Robust cytoplasmic partitioning by solving a cytoskeletal instability

Early development across vertebrates and insects critically relies on robustly reorganizing the cytoplasm of fertilized eggs into individualized cells1,2. This intricate process is orchestrated by large microtubule structures that traverse the embryo, partitioning the cytoplasm into physically distinct and stable compartments3,4. Here, despite the robustness of embryonic development, we uncover an intrinsic instability in cytoplasmic partitioning driven by the microtubule cytoskeleton.

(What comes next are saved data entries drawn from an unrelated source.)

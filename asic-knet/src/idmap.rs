// Lowest-free id allocation for the control-plane tables

#[derive(Debug, Clone)]
pub(crate) struct IdBitmap {
    words: Vec<u64>,
    max: u32,
}

impl IdBitmap {
    pub fn new(max: u32) -> Self {
        Self {
            words: vec![0; (max as usize).div_ceil(64)],
            max,
        }
    }

    /// Take the lowest free id.
    pub fn alloc(&mut self) -> Option<u32> {
        for (w, word) in self.words.iter_mut().enumerate() {
            if *word == u64::MAX {
                continue;
            }
            let bit = word.trailing_ones();
            let id = w as u32 * 64 + bit;
            if id >= self.max {
                return None;
            }
            *word |= 1 << bit;
            return Some(id);
        }
        None
    }

    pub fn release(&mut self, id: u32) {
        if id < self.max {
            self.words[id as usize / 64] &= !(1 << (id % 64));
        }
    }

    #[cfg(test)]
    pub fn contains(&self, id: u32) -> bool {
        id < self.max && self.words[id as usize / 64] & (1 << (id % 64)) != 0
    }
}
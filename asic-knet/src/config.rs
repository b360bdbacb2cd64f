//! Device geometry and driver configuration.

use std::time::Duration;

use crate::rx::SopPolicy;

/// Length of the EMAC prefix in front of the packet-processing header.
pub const EMAC_HDR_LEN: usize = 12;
/// Length of the packet-processing header (PPH).
pub const PPH_LEN: usize = 40;
/// Device header prepended to every frame crossing the CPU port.
pub const DMA_HDR_LEN: usize = EMAC_HDR_LEN + PPH_LEN;
/// Integrity trailer appended by (and for) the ASIC.
pub const FCS_LEN: usize = 4;
/// Minimum Ethernet frame without FCS.
pub const ETH_ZLEN: usize = 60;
/// Ethernet header without VLAN tags.
pub const ETH_HLEN: usize = 14;
/// Interface and netlink name capacity, including the terminator.
pub const NAME_LEN: usize = 16;
/// Size of the classification reason space.
pub const REASON_MAX: usize = 512;

/// Fixed per-family constants.
#[derive(Debug, Clone, PartialEq, Eq)]
pub struct ChipGeometry {
    /// RX channels occupy ids `0..rx_channels`.
    pub rx_channels: u32,
    /// TX channels follow the RX channels.
    pub tx_channels: u32,
    /// Total interrupt-capable channels. Ids past RX and TX are general channels.
    pub total_channels: u32,
    /// Descriptors per ring.
    pub ring_size: u32,
    /// Bytes per RX fragment buffer.
    pub frag_size: usize,
    /// Source index the ASIC expects for CPU-originated frames.
    pub cpu_port: u32,
    pub slices: u32,
    pub ports_per_slice: u32,
    /// Exclusive upper bound of logical port ids.
    pub port_di_max: u32,
    /// Largest frame accepted for transmit.
    pub max_pkt_len: usize,
    /// Device addressing width.
    pub dma_bits: u32,
}

impl ChipGeometry {
    /// Geometry of the NB family.
    pub fn nb() -> Self {
        Self {
            rx_channels: 4,
            tx_channels: 4,
            total_channels: 20,
            ring_size: 1024,
            frag_size: 4096,
            cpu_port: 256,
            slices: 8,
            ports_per_slice: 40,
            port_di_max: 288,
            max_pkt_len: 10200,
            dma_bits: 48,
        }
    }

    #[inline]
    pub fn first_tx_channel(&self) -> u32 {
        self.rx_channels
    }

    #[inline]
    pub fn dma_channels(&self) -> u32 {
        self.rx_channels + self.tx_channels
    }
}

impl Default for ChipGeometry {
    fn default() -> Self {
        Self::nb()
    }
}

/// Configuration for a [`Knet`](crate::Knet) instance.
#[derive(Debug, Clone)]
pub struct DriverConfig {
    pub geometry: ChipGeometry,
    /// Bound of the user-space SDK queue.
    pub sdk_queue_capacity: usize,
    /// Default wait of [`Knet::sdk_receive`](crate::Knet::sdk_receive).
    pub sdk_wait: Duration,
    /// TX channel used by interface transmit and fast-forward.
    pub netif_tx_channel: u32,
    /// Sleep between allocation retries in the recovery task.
    pub recovery_backoff: Duration,
    /// Reaction to a start-of-packet fragment arriving mid-packet.
    pub sop_policy: SopPolicy,
    /// Upper bound of outstanding DMA buffers (None = unbounded).
    pub buffer_limit: Option<usize>,
    pub max_netifs: u32,
    pub max_profiles: u32,
    pub max_netlinks: u32,
    /// Maximum netlink message size (header attributes plus payload attribute).
    pub netlink_msg_max: usize,
}

impl Default for DriverConfig {
    fn default() -> Self {
        let geometry = ChipGeometry::nb();
        Self {
            netif_tx_channel: geometry.first_tx_channel(),
            geometry,
            sdk_queue_capacity: 10240,
            sdk_wait: Duration::from_millis(3000),
            recovery_backoff: Duration::from_millis(10),
            sop_policy: SopPolicy::default(),
            buffer_limit: None,
            max_netifs: 288,
            max_profiles: 288,
            max_netlinks: 288,
            netlink_msg_max: 10200,
        }
    }
}

impl DriverConfig {
    pub fn new() -> Self {
        Self::default()
    }

    /// Replace the geometry. Resets the netif TX channel to the first TX channel.
    pub fn geometry(mut self, geometry: ChipGeometry) -> Self {
        self.netif_tx_channel = geometry.first_tx_channel();
        self.geometry = geometry;
        self
    }

    /// Set descriptors per ring. Must be at least 2.
    pub fn ring_size(mut self, n: u32) -> Self {
        self.geometry.ring_size = n;
        self
    }

    pub fn frag_size(mut self, n: usize) -> Self {
        self.geometry.frag_size = n;
        self
    }

    pub fn sdk_queue_capacity(mut self, n: usize) -> Self {
        self.sdk_queue_capacity = n;
        self
    }

    pub fn sdk_wait(mut self, wait: Duration) -> Self {
        self.sdk_wait = wait;
        self
    }

    pub fn netif_tx_channel(mut self, ch: u32) -> Self {
        self.netif_tx_channel = ch;
        self
    }

    pub fn recovery_backoff(mut self, backoff: Duration) -> Self {
        self.recovery_backoff = backoff;
        self
    }

    pub fn sop_policy(mut self, policy: SopPolicy) -> Self {
        self.sop_policy = policy;
        self
    }

    /// Cap the number of DMA buffers alive at once.
    pub fn buffer_limit(mut self, limit: usize) -> Self {
        self.buffer_limit = Some(limit);
        self
    }

    pub fn table_limits(mut self, netifs: u32, profiles: u32, netlinks: u32) -> Self {
        self.max_netifs = netifs;
        self.max_profiles = profiles;
        self.max_netlinks = netlinks;
        self
    }

    pub(crate) fn validate(&self) -> crate::Result<()> {
        let g = &self.geometry;
        if g.ring_size < 2 {
            return Err(crate::Error::InvalidArgument("ring size below 2"));
        }
        if g.frag_size <= DMA_HDR_LEN || g.frag_size > u16::MAX as usize {
            return Err(crate::Error::InvalidArgument("fragment size"));
        }
        if g.dma_channels() > g.total_channels || g.total_channels > 64 {
            return Err(crate::Error::InvalidArgument("channel layout"));
        }
        // Attribute lengths are 16-bit.
        if self.netlink_msg_max > u16::MAX as usize {
            return Err(crate::Error::InvalidArgument("netlink message size"));
        }
        let tx = g.first_tx_channel()..g.dma_channels();
        if !tx.contains(&self.netif_tx_channel) {
            return Err(crate::Error::InvalidChannel(self.netif_tx_channel));
        }
        Ok(())
    }
}

#[cfg(test)]
mod tests {
    use super::*;

    #[test]
    fn test_default_config_is_valid() {
        let cfg = DriverConfig::default();
        assert!(cfg.validate().is_ok());
        assert_eq!(cfg.netif_tx_channel, 4);
        assert_eq!(DMA_HDR_LEN, 52);
    }

    #[test]
    fn test_rejects_rx_channel_for_netif_tx() {
        let cfg = DriverConfig::new().netif_tx_channel(0);
        assert!(matches!(cfg.validate(), Err(crate::Error::InvalidChannel(0))));
    }

    #[test]
    fn test_netlink_msg_max_fits_attr_len() {
        let mut cfg = DriverConfig::new();
        cfg.netlink_msg_max = u16::MAX as usize;
        assert!(cfg.validate().is_ok());
        cfg.netlink_msg_max = 70_000;
        assert!(matches!(
            cfg.validate(),
            Err(crate::Error::InvalidArgument("netlink message size"))
        ));
    }

    #[test]
    fn test_rejects_tiny_ring() {
        let cfg = DriverConfig::new().ring_size(1);
        assert!(cfg.validate().is_err());
    }
}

By combining experiments in cytoplasmic extract and in vivo, we reveal that embryos circumvent this instability through two distinct mechanisms: either by matching the cell-cycle duration to the time needed for the instability to unfold or by limiting microtubule nucleation. These regulatory mechanisms give rise to two possible strategies to fill the cytoplasm, which we experimentally demonstrate in zebrafish and Drosophila embryos, respectively. In zebrafish embryos, unstable microtubule waves fill the geometry of the entire embryo from the first division. Conversely, in Drosophila embryos, stable microtubule asters resulting from reduced microtubule nucleation gradually fill the cytoplasm throughout multiple divisions. Our results indicate that the temporal control of microtubule dynamics could have driven the evolutionary emergence of species-specific mechanisms for effective cytoplasmic organization. Furthermore, our study unveils a fundamental synergy between physical instabilities and biological clocks, uncovering universal strategies for rapid, robust and efficient spatial ordering in biological systems.